From a composting center in working-class barrio La Pintana to a state-of-the-art Recycling center in the wealthy northeastern suburb of Vitacura, municipal governments around the city are developing new ways of supporting environmentally conscientious practices.
The oldest green project in Santiago is in the rural, southwestern district of La Pintana. A compost center is used within the neighbourhood to cultivate green spaces. La Pintana has been maintaining its compost center for 15 years, well before recycling and alternative energy projects caught on elsewhere in the city.
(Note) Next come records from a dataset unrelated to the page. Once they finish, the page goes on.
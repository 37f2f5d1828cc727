use anyhow::{anyhow, Context, Result};
use hyper::service::{make_service_fn, service_fn};
use hyper::{Body, Method, Request, Response, Server, StatusCode};
use serde::{Deserialize, Serialize};
use std::convert::Infallible;
use std::net::SocketAddr;
use std::path::PathBuf;
use std::sync::Arc;

use plugforge::contexts::{
    prompt_fingerprint, GenerationRequest, OpenAiChatClient, RequestError,
};
use plugforge::data::SanitizationPolicy;
use plugforge::storage::WrittenFile;

/// Shared read-only state of the generation service.
pub struct ServiceState {
    pub policy: SanitizationPolicy,
    pub out_root: PathBuf,
    pub verbose: bool,
}

#[derive(Deserialize)]
struct GenerateRequestBody {
    prompt: String,
}

#[derive(Serialize)]
struct GenerateResponseBody {
    msg: String,
    steps: Vec<String>,
    files: Vec<WrittenFile>,
}

#[derive(Serialize)]
struct ErrorResponseBody {
    error: String,
}

/// Runs the HTTP generation service until the process is stopped.
pub async fn serve(bind: &str, state: ServiceState) -> Result<()> {
    // Fail fast on missing credentials instead of per request.
    OpenAiChatClient::env_is_configured().map_err(|e| anyhow!("{}", e))?;

    let addr: SocketAddr = bind
        .parse()
        .with_context(|| format!("invalid bind address '{}'", bind))?;
    let shared = Arc::new(state);

    let make_service = make_service_fn(move |_| {
        let shared = Arc::clone(&shared);
        async move {
            Ok::<_, Infallible>(service_fn(move |request: Request<Body>| {
                let shared = Arc::clone(&shared);
                async move { Ok::<_, Infallible>(handle(request, shared).await) }
            }))
        }
    });

    println!("Listening on http://{}", addr);

    Server::try_bind(&addr)
        .map_err(|e| anyhow!("failed to bind generation service on {}: {}", addr, e))?
        .serve(make_service)
        .await
        .context("generation service terminated")?;

    Ok(())
}

async fn handle(request: Request<Body>, state: Arc<ServiceState>) -> Response<Body> {
    match (request.method(), request.uri().path()) {
        (&Method::POST, "/generate") => generate(request, state).await,
        (_, "/generate") => error_response(StatusCode::METHOD_NOT_ALLOWED, "only POST is supported"),
        _ => error_response(StatusCode::NOT_FOUND, "unknown route"),
    }
}

async fn generate(request: Request<Body>, state: Arc<ServiceState>) -> Response<Body> {
    let bytes = match hyper::body::to_bytes(request.into_body()).await {
        Ok(bytes) => bytes,
        Err(e) => {
            return error_response(
                StatusCode::BAD_REQUEST,
                &format!("failed to read request body: {}", e),
            );
        }
    };

    let body: GenerateRequestBody = match serde_json::from_slice(&bytes) {
        Ok(body) => body,
        Err(e) => {
            return error_response(
                StatusCode::BAD_REQUEST,
                &format!("request body is not valid JSON: {}", e),
            );
        }
    };

    let prompt = body.prompt.trim().to_string();
    if prompt.is_empty() {
        return error_response(StatusCode::BAD_REQUEST, "prompt must not be empty");
    }

    let fingerprint = prompt_fingerprint(&prompt);
    println!("[{}] prompt received ({} chars)", fingerprint, prompt.len());

    let policy = state.policy.clone();
    let out_root = state.out_root.clone();
    let task = tokio::task::spawn_blocking(move || -> Result<_, RequestError> {
        let client = OpenAiChatClient::from_env().map_err(RequestError::Metadata)?;
        GenerationRequest::new(prompt, out_root, policy, client).run()
    });

    let outcome = match task.await {
        Ok(Ok(outcome)) => outcome,
        Ok(Err(e)) => {
            eprintln!("✗ [{}] {}", fingerprint, e);
            return error_response(StatusCode::INTERNAL_SERVER_ERROR, &e.to_string());
        }
        Err(e) => {
            eprintln!("✗ [{}] generation task panicked: {}", fingerprint, e);
            return error_response(StatusCode::INTERNAL_SERVER_ERROR, "generation task failed");
        }
    };

    for warning in &outcome.decode_warnings {
        eprintln!(
            "⚠ [{}] could not decode binary payload of '{}': {}",
            fingerprint, warning.path, warning.detail
        );
    }
    for path in &outcome.stubbed_paths {
        println!("⊚ [{}] replaced '{}' with a stub class", fingerprint, path);
    }
    if state.verbose {
        for step in &outcome.steps {
            println!("[{}] {}", fingerprint, step);
        }
    }
    println!(
        "✓ [{}] {} file(s) written",
        fingerprint,
        outcome.files.len()
    );

    json_response(
        StatusCode::OK,
        &GenerateResponseBody {
            msg: "Plugin files generated and saved successfully.".to_string(),
            steps: outcome.steps,
            files: outcome.files,
        },
    )
}

fn json_response<T: Serialize>(status: StatusCode, body: &T) -> Response<Body> {
    let payload = serde_json::to_string(body).unwrap_or_else(|_| "{}".to_string());
    Response::builder()
        .status(status)
        .header("Content-Type", "application/json")
        .body(Body::from(payload))
        .expect("valid HTTP response")
}

fn error_response(status: StatusCode, message: &str) -> Response<Body> {
    json_response(
        status,
        &ErrorResponseBody {
            error: message.to_string(),
        },
    )
}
In the wealthy northeastern suburbs where the river meets the mountains, municipal recycling programs have taken hold more recently, but are reaching a far greater portion of the city’s population. The largest location for recycling in Santiago is Vitacura’s Punto Limpio. The center has areas for glass, aluminum and paper recycling as well as areas to safely deposit items that are dangerous for the environment like batteries and unused medications. In 2006, the first year after its opening, the Punto Limpio centre gathered about 140,000 kilos of recyclable materials. In 2009 that number increased to well over 1 million kilos.
According to a report in El Mercurio, a team of ten environmental experts are now working with local government in Vitacura to transform the district into Santiago’s green center. The initial goal is to develop alternative energy sources for municipal buildings before extending these technologies to residential zones as well. The same report notes that the district of Nuñoa recently gained the approval from the regional government for an addition of 756 recycling bins to serve 30,000 residents.
After the success of the Punto Limpio in Vitacura, the district of Lo Barnechea due east at the foot of the Andes, has announced plans to build another Punto Limpio. The municipal government of Lo Barnechea predicts the 4,000 sq. meter facility will be completed sometime between March and April of 2011. Estimates suggest the center will process around 200 tons of trash in its first year.
The southwestern district of Maipú is home to Santiago’s only Ecobarrio–a community within the district committed to maintaining a green, sustainable lifestyle. The community in an area of Maipú called la Villa Cuatro Álamos plants vacant plots of land with fruits, vegetables and medicinal plants.
These projects along with the recent organization of the National Movement of Recyclers have begun Santiago’s transformation into a greener city. Enthusiastic reception of environmental events and initiatives around the country indicate that the entire nation has embarked on its journey toward a more sustainable future.